**PROBLEM DESCRIPTION**
Look through the listing and locate every line containing the word "const"; copy those lines.

**RECORD EXCERPTS**
****************************************
#[cfg(test)]
mod tests {
    use super::*;
    use std::collections::BTreeMap;
    use std::fs;

    #[test]
    fn contigs_map_to_standard_labels() {
        let contigs = ContigMap::default();
        assert_eq!(contigs.resolve("1"), Some(("1".to_string(), 1)));
        assert_eq!(contigs.resolve("chr22"), Some(("22".to_string(), 22)));
        assert_eq!(contigs.resolve("chrx"), Some(("X".to_string(), 23)));
        assert_eq!(contigs.resolve("NC_000023.11"), Some(("X".to_string(), 23)));
        assert_eq!(contigs.resolve("NC_000024.10"), Some(("Y".to_string(), 24)));
        assert_eq!(contigs.resolve("NC_000007.14"), Some(("7".to_string(), 7)));
        assert_eq!(contigs.resolve("NC_012920.1"), None);
        assert_eq!(contigs.resolve("NT_187361.1"), None);
        assert_eq!(contigs.resolve("MT"), None);
        assert_eq!(contigs.resolve("25"), None);
    }

    #[test]
    fn configured_aliases_take_precedence() {
        let mut aliases = BTreeMap::new();
        aliases.insert("CM000663.2".to_string(), "1".to_string());
        aliases.insert("bogus".to_string(), "MT".to_string());
        let contigs = ContigMap::with_aliases(&aliases);
        assert_eq!(contigs.resolve("CM000663.2"), Some(("1".to_string(), 1)));
        assert_eq!(contigs.resolve("bogus"), None);
    }

    #[test]
    fn multi_allelic_rows_are_decomposed() {
        let line = "NC_000001.11\t10019\trs775809821\tTA\tT,TAA\t.\t.\tRS=775809821";
        match parse_feed_line(line, &ContigMap::default()) {
            FeedLine::Records(records) => {
                assert_eq!(records.len(), 2);
                assert_eq!(records[0].alt_allele, "T");
                assert_eq!(records[1].alt_allele, "TAA");
                assert!(records.iter().all(|r| r.chrom == "1" && r.pos == 10019));
            }
            other => panic!("expected records, got {other:?}"),
        }
    }

    #[test]
    fn malformed_and_off_target_lines_are_classified() {
        let contigs = ContigMap::default();
        assert_eq!(parse_feed_line("##fileformat=VCFv4.2", &contigs), FeedLine::Header);
        assert_eq!(
            parse_feed_line("NC_012920.1\t5\trs1\tA\tG", &contigs),
            FeedLine::OffTarget
        );
        assert!(matches!(
            parse_feed_line("1\tabc\trs1\tA\tG", &contigs),
            FeedLine::Malformed(_)
        ));
        assert!(matches!(
            parse_feed_line("1\t100\trs1", &contigs),
            FeedLine::Malformed(_)
        ));
    }

    #[test]
    fn merge_lines_yield_hops_to_the_current_identifier() {
        let line = r#"{"refsnp_id":"1234","merged_snapshot_data":{"merged_into":["5678"]},"dbsnp1_merges":[{"merged_rsid":"99"},{"merged_rsid":"4"}]}"#;
        let hops = parse_merge_line(line).unwrap();
        // "4" has a single-digit suffix and is not a well-formed identifier.
        assert_eq!(hops, vec![(1234, 5678), (99, 5678)]);
        assert!(parse_merge_line(r#"{"refsnp_id":"12","merged_snapshot_data":{"merged_into":[]}}"#)
            .unwrap()
            .is_empty());
        assert!(parse_merge_line("not json").is_err());
    }

    #[test]
    fn merge_chains_resolve_to_final_destination() {
        let mut hops = AHashMap::new();
        hops.insert(11, 22);
        hops.insert(22, 33);
        hops.insert(33, 44);
        hops.insert(70, 80);
        hops.insert(80, 70);
        let resolved: AHashMap<u64, u64> = resolve_merge_chains(&hops).into_iter().collect();
        assert_eq!(resolved[&11], 44);
        assert_eq!(resolved[&22], 44);
        assert_eq!(resolved[&33], 44);
        assert_eq!(resolved[&70], 80);
        assert_eq!(resolved[&80], 70);
    }

    #[test]
    fn builder_writes_sorted_stores_across_spilled_runs() {
        let dir = tempfile::tempdir().unwrap();
        let feed = dir.path().join("feed.vcf");
        fs::write(
            &feed,
            "##fileformat=VCFv4.2\n\
             #CHROM\tPOS\tID\tREF\tALT\n\
             NC_000002.12\t500\trs30\tA\tG\n\
             NC_000001.11\t200\trs21\tC\tT,A\n\
             NC_000001.11\t100\trs555\tG\tA\n\
             NC_012920.1\t10\trs77\tA\tG\n\
             NC_000001.11\tbroken\n\
             NC_000023.11\t50\tss1\tA\tC\n",
        )
        .unwrap();
        let merges = dir.path().join("merged.json");
        fs::write(
            &merges,
            "{\"refsnp_id\":\"40\",\"merged_snapshot_data\":{\"merged_into\":[\"30\"]},\"dbsnp1_merges\":[]}\n\
             {\"refsnp_id\":\"50\",\"merged_snapshot_data\":{\"merged_into\":[\"40\"]},\"dbsnp1_merges\":[]}\n",
        )
        .unwrap();

        let config = ReferenceConfig {
            release: "test".to_string(),
            out_dir: dir.path().join("out"),
            compress: false,
            ..ReferenceConfig::default()
        };
        let outputs = ReferenceBuilder::new(&config)
            .with_run_capacity(2)
            .build(&feed, Some(&merges))
            .unwrap();

        assert_eq!(outputs.stats.records, 5);
        assert_eq!(outputs.stats.malformed_lines, 1);
        assert_eq!(outputs.stats.off_target_lines, 1);
        assert_eq!(outputs.stats.unkeyed_identifiers, 1);

        let pos2id = fs::read_to_string(&outputs.pos_to_id).unwrap();
        assert_eq!(
            pos2id.lines().collect::<Vec<_>>(),
            vec![
                "1\t100\trs555\tG\tA",
                "1\t200\trs21\tC\tT",
                "1\t200\trs21\tC\tA",
                "2\t500\trs30\tA\tG",
                "X\t50\tss1\tA\tC",
            ]
        );

        let id2pos = fs::read_to_string(&outputs.id_to_pos).unwrap();
        assert_eq!(
            id2pos.lines().collect::<Vec<_>>(),
            vec![
                "2\t21\trs21\t1\t200\tC\tT",
                "2\t21\trs21\t1\t200\tC\tA",
                "3\t30\trs30\t2\t500\tA\tG",
                "5\t555\trs555\t1\t100\tG\tA",
            ]
        );

        let merged = fs::read_to_string(outputs.merged.unwrap()).unwrap();
        assert_eq!(
            merged.lines().collect::<Vec<_>>(),
            vec!["4\t40\trs40\trs30", "5\t50\trs50\trs30"]
        );
    }
}
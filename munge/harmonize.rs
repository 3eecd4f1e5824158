// ========================================================================================
//
//                Harmonization of two canonical tables on variant identity
//
// ========================================================================================
//
// An inner join on the order-independent identity key. Because the key does not record
// which allele is the effect allele, the second table's effect direction is re-derived
// against the first table's after the join.

use crate::io::TableError;
use crate::types::{SumstatRow, SumstatTable};
use ahash::AHashMap;
use log::info;
use std::fs::File;
use std::io::{self, BufWriter, Write};
use std::path::Path;

/// Per-study columns carried for each side of the join.
#[derive(Debug, Clone, PartialEq)]
pub struct SideStats {
    pub rsid: Option<String>,
    pub eaf: Option<f64>,
    pub maf: Option<f64>,
    pub beta: Option<f64>,
    pub se: Option<f64>,
    pub p: Option<f64>,
}

impl SideStats {
    fn from_row(row: &SumstatRow) -> Self {
        Self {
            rsid: row.rsid.clone(),
            eaf: row.eaf,
            maf: row.maf,
            beta: row.beta,
            se: row.se,
            p: row.p,
        }
    }
}

/// One joined variant. Chromosome, position and alleles come from the first table.
#[derive(Debug, Clone, PartialEq)]
pub struct HarmonizedRow {
    pub chrom: u8,
    pub pos: u32,
    pub ea: String,
    pub nea: String,
    pub key: String,
    pub first: SideStats,
    pub second: SideStats,
    /// The second study reported the opposite allele as its effect allele.
    pub flipped: bool,
}

#[derive(Debug, Clone, Default, PartialEq)]
pub struct HarmonizedTable {
    pub rows: Vec<HarmonizedRow>,
}

impl HarmonizedTable {
    pub fn len(&self) -> usize {
        self.rows.len()
    }

    pub fn is_empty(&self) -> bool {
        self.rows.is_empty()
    }
}

/// Joins `first` and `second` on identity key, in `first`'s row order. A key repeated in
/// `second` yields one output row per match. When the effect alleles differ, the second
/// effect size is negated and its effect-allele frequency mirrored (`1 - eaf`) so both
/// sides describe the first table's effect allele.
pub fn harmonize(first: &SumstatTable, second: &SumstatTable) -> HarmonizedTable {
    let mut by_key: AHashMap<String, Vec<usize>> = AHashMap::with_capacity(second.len());
    for (idx, row) in second.rows.iter().enumerate() {
        by_key.entry(row.identity_key()).or_default().push(idx);
    }

    let mut rows = Vec::new();
    let mut flips = 0usize;
    for row in &first.rows {
        let key = row.identity_key();
        let Some(matches) = by_key.get(&key) else {
            continue;
        };
        for &idx in matches {
            let other = &second.rows[idx];
            let mut stats = SideStats::from_row(other);
            let flipped = other.ea != row.ea;
            if flipped {
                stats.beta = stats.beta.map(|b| -b);
                stats.eaf = stats.eaf.map(|f| 1.0 - f);
                flips += 1;
            }
            rows.push(HarmonizedRow {
                chrom: row.chrom,
                pos: row.pos,
                ea: row.ea.clone(),
                nea: row.nea.clone(),
                key: key.clone(),
                first: SideStats::from_row(row),
                second: stats,
                flipped,
            });
        }
    }

    info!(
        "Harmonized {} of {} / {} variants; {flips} effect directions flipped.",
        rows.len(),
        first.len(),
        second.len()
    );
    HarmonizedTable { rows }
}

const HARMONIZED_HEADER: &str = "CHR\tBP\tEA\tNEA\trsID_1\tEAF_1\tMAF_1\tBETA_1\tSE_1\tP_1\trsID_2\tEAF_2\tMAF_2\tBETA_2\tSE_2\tP_2";

fn push_side(line: &mut String, buffer: &mut ryu::Buffer, side: &SideStats) {
    line.push('\t');
    line.push_str(side.rsid.as_deref().unwrap_or(""));
    for value in [side.eaf, side.maf, side.beta, side.se, side.p] {
        line.push('\t');
        if let Some(v) = value {
            line.push_str(buffer.format(v));
        }
    }
}

pub fn write_harmonized<W: Write>(table: &HarmonizedTable, writer: &mut W) -> io::Result<()> {
    writeln!(writer, "{HARMONIZED_HEADER}")?;
    let mut buffer = ryu::Buffer::new();
    let mut line = String::with_capacity(160);
    for row in &table.rows {
        line.clear();
        line.push_str(&format!("{}\t{}\t{}\t{}", row.chrom, row.pos, row.ea, row.nea));
        push_side(&mut line, &mut buffer, &row.first);
        push_side(&mut line, &mut buffer, &row.second);
        writeln!(writer, "{line}")?;
    }
    Ok(())
}

pub fn save_harmonized(table: &HarmonizedTable, path: &Path) -> Result<(), TableError> {
    let write_error = |source: io::Error| TableError::Write {
        path: path.to_path_buf(),
        source,
    };
    let file = File::create(path).map_err(write_error)?;
    let mut writer = BufWriter::new(file);
    write_harmonized(table, &mut writer).map_err(write_error)?;
    writer.flush().map_err(write_error)
}
// ========================================================================================
//                             High-Level Data Contracts
// ========================================================================================

// This file is ONLY for types that are SHARED BETWEEN FILES, not types that only are used in one file.

use std::collections::BTreeSet;
use std::fmt;
use std::str::FromStr;

/// Smallest valid chromosome code.
pub const CHR_MIN: u8 = 1;
/// Largest valid chromosome code in the canonical schema (X is encoded as 23).
pub const CHR_MAX: u8 = 23;
/// Exclusive upper bound on a valid base-pair position.
pub const BP_MAX: u32 = 300_000_000;

/// A canonical field name that raw columns can be mapped onto.
#[derive(Debug, Clone, Copy, PartialEq, Eq, Hash, PartialOrd, Ord)]
pub enum Field {
    Chr,
    Bp,
    RsId,
    Ea,
    Nea,
    P,
    NegLogP,
    Beta,
    Se,
    Or,
    OrSe,
    Eaf,
    Maf,
    Z,
    N,
    Info,
}

impl Field {
    pub const COUNT: usize = 16;

    pub const ALL: [Field; Field::COUNT] = [
        Field::Chr,
        Field::Bp,
        Field::RsId,
        Field::Ea,
        Field::Nea,
        Field::P,
        Field::NegLogP,
        Field::Beta,
        Field::Se,
        Field::Or,
        Field::OrSe,
        Field::Eaf,
        Field::Maf,
        Field::Z,
        Field::N,
        Field::Info,
    ];

    /// The fixed column order of a canonical table on disk.
    pub const OUTPUT: [Field; 10] = [
        Field::Chr,
        Field::Bp,
        Field::RsId,
        Field::Ea,
        Field::Nea,
        Field::Eaf,
        Field::Maf,
        Field::Beta,
        Field::Se,
        Field::P,
    ];

    /// Fields without which a row has no variant identity.
    pub const REQUIRED: [Field; 4] = [Field::Chr, Field::Bp, Field::Ea, Field::Nea];

    pub fn label(self) -> &'static str {
        match self {
            Field::Chr => "CHR",
            Field::Bp => "BP",
            Field::RsId => "rsID",
            Field::Ea => "EA",
            Field::Nea => "NEA",
            Field::P => "P",
            Field::NegLogP => "NEGLOGP",
            Field::Beta => "BETA",
            Field::Se => "SE",
            Field::Or => "OR",
            Field::OrSe => "ORSE",
            Field::Eaf => "EAF",
            Field::Maf => "MAF",
            Field::Z => "Z",
            Field::N => "N",
            Field::Info => "INFO",
        }
    }

    #[inline]
    pub fn index(self) -> usize {
        self as usize
    }
}

impl fmt::Display for Field {
    fn fmt(&self, f: &mut fmt::Formatter<'_>) -> fmt::Result {
        f.write_str(self.label())
    }
}

impl FromStr for Field {
    type Err = String;

    fn from_str(s: &str) -> Result<Self, Self::Err> {
        let trimmed = s.trim();
        Field::ALL
            .iter()
            .copied()
            .find(|field| field.label().eq_ignore_ascii_case(trimmed))
            .ok_or_else(|| format!("'{trimmed}' is not a canonical column name"))
    }
}

/// Renders a chromosome code as the textual label used by the reference stores.
pub fn chromosome_label(chrom: u8) -> String {
    match chrom {
        23 => "X".to_string(),
        24 => "Y".to_string(),
        n => n.to_string(),
    }
}

/// A raw delimited table exactly as read from disk: a header and string cells.
#[derive(Debug, Clone, Default, PartialEq, Eq)]
pub struct RawTable {
    pub header: Vec<String>,
    pub rows: Vec<Vec<String>>,
}

impl RawTable {
    pub fn column_index(&self, name: &str) -> Option<usize> {
        self.header.iter().position(|col| col == name)
    }
}

/// One input row after column mapping: the raw, still-untyped value of every
/// canonical field, `None` where the value is absent.
#[derive(Debug, Clone, PartialEq, Eq)]
pub struct MappedRecord {
    values: Vec<Option<String>>,
}

impl Default for MappedRecord {
    fn default() -> Self {
        Self {
            values: vec![None; Field::COUNT],
        }
    }
}

impl MappedRecord {
    pub fn new() -> Self {
        Self::default()
    }

    /// Builds a record from `(field, value)` pairs; missing-value tokens become `None`.
    pub fn from_pairs<'a>(pairs: impl IntoIterator<Item = (Field, &'a str)>) -> Self {
        let mut record = Self::new();
        for (field, value) in pairs {
            record.set(field, value);
        }
        record
    }

    pub fn get(&self, field: Field) -> Option<&str> {
        self.values[field.index()].as_deref()
    }

    pub fn set(&mut self, field: Field, value: &str) {
        self.values[field.index()] = if crate::identity::is_missing(value) {
            None
        } else {
            Some(value.trim().to_string())
        };
    }
}

/// A column-mapped table, the input of canonicalization. `present` holds the fields
/// with at least one non-missing value; all-missing columns count as absent.
#[derive(Debug, Clone, Default, PartialEq)]
pub struct MappedTable {
    pub present: BTreeSet<Field>,
    pub records: Vec<MappedRecord>,
}

impl MappedTable {
    pub fn from_records(records: Vec<MappedRecord>) -> Self {
        let present = Field::ALL
            .iter()
            .copied()
            .filter(|field| records.iter().any(|r| r.get(*field).is_some()))
            .collect();
        Self { present, records }
    }

    #[inline]
    pub fn has(&self, field: Field) -> bool {
        self.present.contains(&field)
    }

    pub fn len(&self) -> usize {
        self.records.len()
    }

    pub fn is_empty(&self) -> bool {
        self.records.is_empty()
    }
}

/// A validated row of the canonical schema.
#[derive(Debug, Clone, PartialEq)]
pub struct SumstatRow {
    pub chrom: u8,
    pub pos: u32,
    pub rsid: Option<String>,
    pub ea: String,
    pub nea: String,
    pub eaf: Option<f64>,
    pub maf: Option<f64>,
    pub beta: Option<f64>,
    pub se: Option<f64>,
    pub p: Option<f64>,
}

impl SumstatRow {
    pub fn new(chrom: u8, pos: u32, ea: &str, nea: &str) -> Self {
        Self {
            chrom,
            pos,
            rsid: None,
            ea: ea.to_string(),
            nea: nea.to_string(),
            eaf: None,
            maf: None,
            beta: None,
            se: None,
            p: None,
        }
    }

    pub fn identity_key(&self) -> String {
        crate::identity::identity_key(self.chrom, self.pos, &self.ea, &self.nea)
    }

    /// Whether the given output column holds a value in this row.
    pub fn has_value(&self, field: Field) -> bool {
        match field {
            Field::Chr | Field::Bp | Field::Ea | Field::Nea => true,
            Field::RsId => self.rsid.is_some(),
            Field::Eaf => self.eaf.is_some(),
            Field::Maf => self.maf.is_some(),
            Field::Beta => self.beta.is_some(),
            Field::Se => self.se.is_some(),
            Field::P => self.p.is_some(),
            _ => false,
        }
    }
}

/// The canonical table: validated rows ordered by (chromosome, position).
#[derive(Debug, Clone, Default, PartialEq)]
pub struct SumstatTable {
    pub rows: Vec<SumstatRow>,
}

impl SumstatTable {
    pub fn new(rows: Vec<SumstatRow>) -> Self {
        Self { rows }
    }

    pub fn len(&self) -> usize {
        self.rows.len()
    }

    pub fn is_empty(&self) -> bool {
        self.rows.is_empty()
    }

    /// Stable sort by (chromosome, position).
    pub fn sort_by_position(&mut self) {
        self.rows.sort_by_key(|row| (row.chrom, row.pos));
    }

    /// Output columns that hold at least one value.
    pub fn non_null_columns(&self) -> Vec<Field> {
        Field::OUTPUT
            .iter()
            .copied()
            .filter(|field| self.rows.iter().any(|row| row.has_value(*field)))
            .collect()
    }
}
// ========================================================================================
//
//                          End-to-end munging of one input file
//
// ========================================================================================

use crate::canonicalize::{MungeError, canonicalize};
use crate::columns::ColumnMap;
use crate::config::RunConfig;
use crate::io::{LoadOptions, SaveOptions, load_sumstats, save_sumstats};
use crate::report::RunReport;
use crate::types::{RawTable, SumstatTable};
use log::info;
use std::path::{Path, PathBuf};

/// What a completed munging run produced.
#[derive(Debug, Clone)]
pub struct MungeOutcome {
    /// The final canonical artifact (compressed when an index was built).
    pub output: PathBuf,
    pub report_path: PathBuf,
    pub report: RunReport,
}

/// Maps and canonicalizes an in-memory raw table.
pub fn munge_table(
    raw: &RawTable,
    colmap: &ColumnMap,
    config: &RunConfig,
) -> Result<(SumstatTable, RunReport), MungeError> {
    let mapped = colmap.apply(raw);
    let input_rows = mapped.len();
    let table = canonicalize(mapped)?;
    let report = RunReport::summarize(input_rows, &table, config.munge.significance_threshold);
    Ok((table, report))
}

/// The report sits next to the plain-text output, e.g. `out.tsv.report.json`.
fn report_path_for(output: &Path) -> PathBuf {
    let text = output.to_string_lossy();
    let stem = text.strip_suffix(".gz").unwrap_or(&text);
    PathBuf::from(format!("{stem}.report.json"))
}

/// Loads `input`, applies `colmap`, canonicalizes, saves the canonical table to
/// `output` and writes the run report. Any failure aborts the run; partial files
/// already written are left in place.
pub fn run_munge(
    input: &Path,
    output: &Path,
    colmap: &ColumnMap,
    config: &RunConfig,
) -> Result<MungeOutcome, MungeError> {
    info!("Munging {}", input.display());
    let raw = load_sumstats(input, &LoadOptions::from(&config.munge))?;
    let (mut table, report) = munge_table(&raw, colmap, config)?;

    let written = save_sumstats(
        &mut table,
        output,
        SaveOptions {
            build_index: config.munge.build_index,
        },
    )?;

    let report_path = report_path_for(output);
    report
        .write_json(&report_path)
        .map_err(|source| MungeError::Report {
            path: report_path.clone(),
            source,
        })?;
    info!(
        "{} of {} rows survived; {} significant at p < {}.",
        report.output_rows, report.input_rows, report.significant_rows,
        report.significance_threshold
    );

    Ok(MungeOutcome {
        output: written,
        report_path,
        report,
    })
}

#[cfg(test)]
mod tests {
    use super::*;

    #[test]
    fn report_path_strips_compression_suffix() {
        assert_eq!(
            report_path_for(Path::new("/tmp/out.tsv.gz")),
            PathBuf::from("/tmp/out.tsv.report.json")
        );
        assert_eq!(
            report_path_for(Path::new("out.tsv")),
            PathBuf::from("out.tsv.report.json")
        );
    }
}
// ========================================================================================
//
//                        Range query client over reference stores
//
// ========================================================================================
//
// A store answers one question: which rows lie on `chrom` with a coordinate in the
// half-open window [start, end)? Rows come back in ascending coordinate order, which is
// the order every "first occurrence wins" rule downstream relies on.

use crate::shared::files::open_text_source;
use crate::shared::tools::run_tool;
use ahash::AHashMap;
use log::debug;
use std::ffi::OsStr;
use std::path::{Path, PathBuf};
use thiserror::Error;

#[derive(Error, Debug)]
pub enum StoreError {
    #[error("Reference store {path} is unavailable: {reason}")]
    StoreUnavailable { path: PathBuf, reason: String },
}

/// One raw tab-separated row of a reference store.
#[derive(Debug, Clone, PartialEq, Eq)]
pub struct StoreRow {
    pub fields: Vec<String>,
}

impl StoreRow {
    pub fn from_line(line: &str) -> Self {
        Self {
            fields: line.split('\t').map(str::to_string).collect(),
        }
    }

    pub fn from_fields<S: AsRef<str>>(fields: &[S]) -> Self {
        Self {
            fields: fields.iter().map(|f| f.as_ref().to_string()).collect(),
        }
    }

    #[inline]
    pub fn field(&self, idx: usize) -> Option<&str> {
        self.fields.get(idx).map(String::as_str)
    }

    /// The store coordinate, always the second column.
    pub fn coordinate(&self) -> Option<u64> {
        self.field(1)
            .and_then(|v| lexical_core::parse::<u64>(v.as_bytes()).ok())
    }
}

/// `query(chromosome, start, end)` over a position-sorted store.
pub trait RangeQuery {
    /// Rows on `chrom` whose coordinate lies in `[start, end)`, ascending. An empty or
    /// inverted window yields no rows.
    fn query(&self, chrom: &str, start: u64, end: u64) -> Result<Vec<StoreRow>, StoreError>;
}

impl<T: RangeQuery + ?Sized> RangeQuery for &T {
    fn query(&self, chrom: &str, start: u64, end: u64) -> Result<Vec<StoreRow>, StoreError> {
        (**self).query(chrom, start, end)
    }
}

impl<T: RangeQuery + ?Sized> RangeQuery for Box<T> {
    fn query(&self, chrom: &str, start: u64, end: u64) -> Result<Vec<StoreRow>, StoreError> {
        (**self).query(chrom, start, end)
    }
}

fn index_path(path: &Path, extension: &str) -> PathBuf {
    let mut index = path.as_os_str().to_os_string();
    index.push(".");
    index.push(extension);
    PathBuf::from(index)
}

/// Returns the companion `.tbi` or `.csi` index, if present.
pub fn find_index(path: &Path) -> Option<PathBuf> {
    ["tbi", "csi"]
        .iter()
        .map(|ext| index_path(path, ext))
        .find(|candidate| candidate.is_file())
}

// ========================================================================================
//                            Block-compressed, indexed store
// ========================================================================================

/// A bgzip-compressed store queried through the `tabix` executable.
#[derive(Debug, Clone)]
pub struct TabixStore {
    path: PathBuf,
}

impl TabixStore {
    pub fn open(path: &Path) -> Result<Self, StoreError> {
        if !path.is_file() {
            return Err(StoreError::StoreUnavailable {
                path: path.to_path_buf(),
                reason: "file does not exist".to_string(),
            });
        }
        if find_index(path).is_none() {
            return Err(StoreError::StoreUnavailable {
                path: path.to_path_buf(),
                reason: "no .tbi or .csi index next to it".to_string(),
            });
        }
        Ok(Self {
            path: path.to_path_buf(),
        })
    }

    pub fn path(&self) -> &Path {
        &self.path
    }
}

impl RangeQuery for TabixStore {
    fn query(&self, chrom: &str, start: u64, end: u64) -> Result<Vec<StoreRow>, StoreError> {
        let first = start.max(1);
        if end <= first {
            return Ok(Vec::new());
        }
        // tabix regions are 1-based and inclusive.
        let region = format!("{chrom}:{first}-{}", end - 1);
        debug!("tabix {} {region}", self.path.display());
        let output = run_tool("tabix", [self.path.as_os_str(), OsStr::new(&region)]).map_err(|e| {
            StoreError::StoreUnavailable {
                path: self.path.clone(),
                reason: e.to_string(),
            }
        })?;

        let stdout = String::from_utf8_lossy(&output.stdout);
        Ok(stdout
            .lines()
            .filter(|line| !line.is_empty())
            .map(StoreRow::from_line)
            .filter(|row| row.coordinate().is_some_and(|c| c >= start && c < end))
            .collect())
    }
}

// ========================================================================================
//                                  In-memory store
// ========================================================================================

/// A store held fully in memory, for plain-text stores and tests.
#[derive(Debug, Clone, Default)]
pub struct MemoryStore {
    by_chrom: AHashMap<String, Vec<(u64, StoreRow)>>,
}

impl MemoryStore {
    /// Rows without a numeric coordinate are skipped. Order among equal coordinates
    /// follows input order.
    pub fn from_rows(rows: impl IntoIterator<Item = StoreRow>) -> Self {
        let mut by_chrom: AHashMap<String, Vec<(u64, StoreRow)>> = AHashMap::new();
        for row in rows {
            let (Some(chrom), Some(coord)) = (row.field(0), row.coordinate()) else {
                continue;
            };
            by_chrom
                .entry(chrom.to_string())
                .or_default()
                .push((coord, row));
        }
        for rows in by_chrom.values_mut() {
            rows.sort_by_key(|(coord, _)| *coord);
        }
        Self { by_chrom }
    }

    /// Loads a plain or gzip-compressed store. `#` lines and a non-numeric first line
    /// (a header) are skipped.
    pub fn from_path(path: &Path) -> Result<Self, StoreError> {
        let unavailable = |reason: String| StoreError::StoreUnavailable {
            path: path.to_path_buf(),
            reason,
        };
        let mut source = open_text_source(path).map_err(|e| unavailable(e.to_string()))?;
        let mut rows = Vec::new();
        while let Some(line) = source.next_line().map_err(|e| unavailable(e.to_string()))? {
            if line.is_empty() || line.starts_with('#') {
                continue;
            }
            rows.push(StoreRow::from_line(line));
        }
        let loaded = rows.len();
        let store = Self::from_rows(rows);
        debug!(
            "Loaded {} of {loaded} rows from {} into memory.",
            store.len(),
            path.display()
        );
        Ok(store)
    }

    pub fn len(&self) -> usize {
        self.by_chrom.values().map(Vec::len).sum()
    }

    pub fn is_empty(&self) -> bool {
        self.len() == 0
    }
}

impl RangeQuery for MemoryStore {
    fn query(&self, chrom: &str, start: u64, end: u64) -> Result<Vec<StoreRow>, StoreError> {
        if end <= start {
            return Ok(Vec::new());
        }
        let Some(rows) = self.by_chrom.get(chrom) else {
            return Ok(Vec::new());
        };
        let lo = rows.partition_point(|(coord, _)| *coord < start);
        let hi = rows.partition_point(|(coord, _)| *coord < end);
        Ok(rows[lo..hi].iter().map(|(_, row)| row.clone()).collect())
    }
}

/// Opens an indexed store through `tabix` when an index is present, otherwise loads the
/// file into memory.
pub fn open_store(path: &Path) -> Result<Box<dyn RangeQuery>, StoreError> {
    if find_index(path).is_some() {
        Ok(Box::new(TabixStore::open(path)?))
    } else {
        Ok(Box::new(MemoryStore::from_path(path)?))
    }
}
****************************************
**ANSWER SPACE**
const HARMONIZED_HEADER: &str = "CHR\tBP\tEA\tNEA\trsID_1\tEAF_1\tMAF_1\tBETA_1\tSE_1\tP_1\trsID_2\tEAF_2\tMAF_2\tBETA_2\tSE_2\tP_2";
pub const CHR_MIN: u8 = 1;
pub const CHR_MAX: u8 = 23;
pub const BP_MAX: u32 = 300_000_000;
    pub const COUNT: usize = 16;
    pub const ALL: [Field; Field::COUNT] = [
    pub const OUTPUT: [Field; 10] = [
    pub const REQUIRED: [Field; 4] = [Field::Chr, Field::Bp, Field::Ea, Field::Nea];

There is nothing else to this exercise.